Abstract
The term fuzzy clustering usually refers to prototype-based methods that optimize an objective function in order to find a (fuzzy) partition of a given data set and are inspired by the classical c-means clustering algorithm. Possible transfers of other classical approaches, particularly hierarchical agglomerative clustering, received much less attention as starting points for developing fuzzy clustering methods. In this chapter we strive to improve this situation by presenting a (hierarchical) agglomerative fuzzy clustering algorithm. We report experimental results on two well-known data sets on which we compare our method to classical hierarchical agglomerative clustering.

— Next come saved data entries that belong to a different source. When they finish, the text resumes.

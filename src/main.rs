//! # SOP Harness CLI (`sop`)
//!
//! Command-line front end for the SOP index: build and refresh the index,
//! query it, and start the HTTP or MCP servers.
//!
//! ## Commands
//!
//! | Command | Description |
//! |---------|-------------|
//! | `sop index` | Build the index if it is not built yet |
//! | `sop refresh` | Clear and rebuild the index from the corpus |
//! | `sop search "<query>"` | Ranked SOP fragments for a query |
//! | `sop guidance "<situation>"` | Evidence and recommendation for a situation |
//! | `sop categories` | Indexed and on-disk categories |
//! | `sop category <name>` | Documents indexed under one category |
//! | `sop status` | Index state and configuration as JSON |
//! | `sop serve mcp` | MCP server on stdio |
//! | `sop serve http` | JSON HTTP API on `[server].bind` |
//!
//! ## Examples
//!
//! ```bash
//! sop --config ./config/sop.toml refresh
//! sop search "forklift battery charging" --category Safety --limit 3
//! sop guidance "a chemical spill in the warehouse"
//! RUST_LOG=sop_harness=debug sop serve mcp
//! ```

use std::path::PathBuf;

use clap::{Parser, Subcommand};
use tracing_subscriber::EnvFilter;

use sop_harness::config::{self, DEFAULT_CONFIG_PATH};
use sop_harness::tools::ToolContext;
use sop_harness::{mcp, server};

/// SOP Harness: semantic search over standard operating procedures.
#[derive(Parser)]
#[command(
    name = "sop",
    about = "SOP Harness: category-aware semantic search over standard operating procedures",
    version
)]
struct Cli {
    /// Path to configuration file (TOML).
    ///
    /// When the default path does not exist, built-in defaults are used.
    #[arg(long, global = true, default_value = DEFAULT_CONFIG_PATH)]
    config: PathBuf,

    #[command(subcommand)]
    command: Commands,
}

#[derive(Subcommand)]
enum Commands {
    /// Build the index, or adopt a persisted one, if it is not ready yet.
    Index,

    /// Clear the collection and rebuild it from the corpus.
    Refresh,

    /// Search SOP documents.
    Search {
        query: String,

        /// Maximum number of results. Defaults to `[retrieval].default_max_results`.
        #[arg(long)]
        limit: Option<usize>,

        /// Restrict results to one category (exact folder name).
        #[arg(long)]
        category: Option<String>,
    },

    /// Gather SOP guidance for a situation.
    Guidance {
        situation: String,

        #[arg(long)]
        category: Option<String>,
    },

    /// List categories with document and chunk counts.
    Categories,

    /// List the documents indexed under a category.
    Category { name: String },

    /// Print index status as JSON.
    Status,

    /// Start a server.
    Serve {
        #[command(subcommand)]
        service: ServeService,
    },
}

#[derive(Subcommand)]
enum ServeService {
    /// MCP over stdin/stdout, for agent hosts that launch a subprocess.
    Mcp,
    /// JSON HTTP API bound to `[server].bind`.
    Http,
}

#[tokio::main]
async fn main() -> anyhow::Result<()> {
    // stdout is reserved for command output and MCP frames.
    tracing_subscriber::fmt()
        .with_env_filter(
            EnvFilter::try_from_default_env().unwrap_or_else(|_| EnvFilter::new("info")),
        )
        .with_writer(std::io::stderr)
        .init();

    let cli = Cli::parse();
    let cfg = config::load_or_default(&cli.config)?;
    let retriever = sop_harness::open(&cfg).await?;

    match cli.command {
        Commands::Index => {
            retriever.indexer().ensure_ready().await?;
            print_report(&retriever.list_categories());
        }
        Commands::Refresh => {
            let report = retriever.refresh().await?;
            println!(
                "Indexed {} documents ({} chunks).",
                report.documents_indexed, report.chunks_indexed
            );
            if report.empty_corpus {
                println!("Corpus is empty: {}", cfg.corpus.root.display());
            }
            for skipped in &report.skipped {
                println!("  skipped {}: {}", skipped.path, skipped.reason);
            }
        }
        Commands::Search {
            query,
            limit,
            category,
        } => {
            let limit = limit.unwrap_or_else(|| retriever.default_max_results());
            let results = retriever.search(&query, limit, category.as_deref()).await?;
            if results.is_empty() {
                println!("No results.");
            }
            for r in &results {
                println!(
                    "{}. [{:.3}] {} / {}",
                    r.rank, r.similarity, r.category, r.document_name
                );
                println!("    path: {}", r.source_path);
                println!("    excerpt: \"{}\"", excerpt(&r.content, 240));
                println!();
            }
        }
        Commands::Guidance {
            situation,
            category,
        } => {
            let guidance = retriever.guidance(&situation, category.as_deref()).await?;
            if !guidance.evidence.is_empty() {
                println!("{}", guidance.evidence);
                println!();
            }
            println!("{}", guidance.recommendation);
        }
        Commands::Categories => {
            print_report(&retriever.list_categories());
        }
        Commands::Category { name } => {
            let docs = retriever.get_by_category(&name).await?;
            if docs.is_empty() {
                println!("No documents in category '{}'.", name);
            }
            for d in &docs {
                println!(
                    "{:<40} {:>6} chunks {:>9} bytes  {}",
                    d.name, d.chunks, d.size_bytes, d.source_path
                );
            }
        }
        Commands::Status => {
            println!("{}", serde_json::to_string_pretty(&retriever.status())?);
        }
        Commands::Serve { service } => {
            let ctx = ToolContext::new(retriever);
            match service {
                ServeService::Mcp => mcp::run_stdio(ctx).await?,
                ServeService::Http => server::run_server(&cfg.server.bind, ctx).await?,
            }
        }
    }

    Ok(())
}

fn print_report(listing: &sop_harness::retriever::CategoryListing) {
    println!("{:<24} {:>10} {:>8}  ON DISK", "CATEGORY", "DOCUMENTS", "CHUNKS");
    for c in &listing.categories {
        println!(
            "{:<24} {:>10} {:>8}  {}",
            c.name,
            c.documents,
            c.chunks,
            if c.on_disk { "yes" } else { "no" }
        );
    }
    println!();
    println!(
        "state: {}  documents: {}  chunks: {}",
        listing.state, listing.total_documents, listing.total_chunks
    );
    if let Some(err) = &listing.last_error {
        println!("last error: {}", err);
    }
}

fn excerpt(text: &str, max_chars: usize) -> String {
    let flat = text.replace('\n', " ");
    let flat = flat.trim();
    match flat.char_indices().nth(max_chars) {
        Some((idx, _)) => format!("{}...", &flat[..idx]),
        None => flat.to_string(),
    }
}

Access provided by CONRICYT-eBooks. Download conference paper PDF
Similar content being viewed by others
Keywords
These keywords were added by machine and not by the authors. This process is experimental and the keywords may be updated as the learning algorithm improves.
1 Introduction
The objective of clustering or cluster analysis is to divide a data set into groups (so-called clusters) in such a way that data points in the same cluster are as similar as possible and data points from different clusters are as dissimilar as possible (see, e.g., [5, 10]), where the notion of similarity is often formalized by defining a distance measure for the data points. Even in classical clustering the resulting grouping need not be a partition (that is, in some approaches not all data points need to be assigned to a group and the formed groups may overlap), but only if points are assigned to different groups with different degrees of membership, one arrives at fuzzy clustering [2, 3, 8, 14].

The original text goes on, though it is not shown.